Hackers exploiting SharePoint zero-day seen targeting government agencies

The infiltrators were targeted by the primary wave of attacks that are exploited on the zero day in Microsoft SharePoint servers in the first place, according to researchers as well as news reports.

During the weekend, CISA published an alert, a warning that infiltrators were using an unknown mistake-known as “zero day”-in the Microsoft Entertainment Management Management SharePoint product. Although it is still too early to extract final conclusions, it seems that the infiltrators who started to misuse this defect were targeting government organizations, according to Silas Cutler, the main researcher at Censys, a cybersecurity company that monitors piracy activities on the Internet.

“It seems that the initial exploitation was against a narrow set of goals,” Kotler told Techcrunch. “The government is likely to be relevant.”

“This is a fairly developed issue,” Kotler said. “The initial exploitation of this weakness was somewhat limited in terms of targeting, but with learning more attackers repeated exploitation, we will likely see violations as a result of this incident,” Kotler said.

Now that the weakness has become present, and is still fully corrected by Microsoft, it is possible that other infiltrators who are not necessarily working for the government will join him and start misuse, Cutler said.

Cutler added that he and his colleagues see between 9000 and 10,000 vulnerable SharePoints that can be accessed from the Internet, but this may change. Eye Security, which first published the existence of BUG, said a similar number, saying that its researchers wiped more than 8000 SharePoint servers worldwide and found evidence of dozens of risk servers.
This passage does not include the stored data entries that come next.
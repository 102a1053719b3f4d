use crate::objstore::Bucket;
use crate::route::MARKER_FILE_NAME;
use crate::Result;
use snafu::prelude::*;
use tracing::{debug, instrument};

/// Checks whether a published archive contains the marker file that identifies a chat export
#[derive(Debug)]
pub struct MarkerDetector {
    bucket: Box<dyn Bucket>,
}

impl MarkerDetector {
    pub fn new(bucket: Box<dyn Bucket>) -> Self {
        Self { bucket }
    }

    /// Check for the marker object directly under `extracted_prefix`.
    ///
    /// A marker in a subdirectory doesn't count.  If the existence check itself fails the error
    /// is [`crate::ChatDropError::BackendUnavailable`].
    #[instrument(skip(self), fields(bucket = self.bucket.name()))]
    pub async fn detect(&self, extracted_prefix: &str) -> Result<bool> {
        let key = format!("{extracted_prefix}{MARKER_FILE_NAME}");

        let present = self.bucket.object_exists(&key).await.with_context(|_| {
            crate::error::BackendUnavailableSnafu {
                bucket: self.bucket.name(),
                key: &key,
            }
        })?;

        debug!(%key, present, "Checked for marker");

        Ok(present)
    }
}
Cutler explained that the limited number of goals and goals at the beginning of the campaign is likely that infiltrators are part of a government group, known as an advanced continuous threat.

The Washington Post reported on Sunday that the attacks targeted the American federal and state agencies, as well as universities and energy companies, among other commercial goals.

Microsoft said in a blog post that the security vulnerability only affects the SharePoint versions that are installed on local networks, not cloud versions, which means that every institution publishes the SharePoint servant needs to apply the correction, or separate it from the Internet.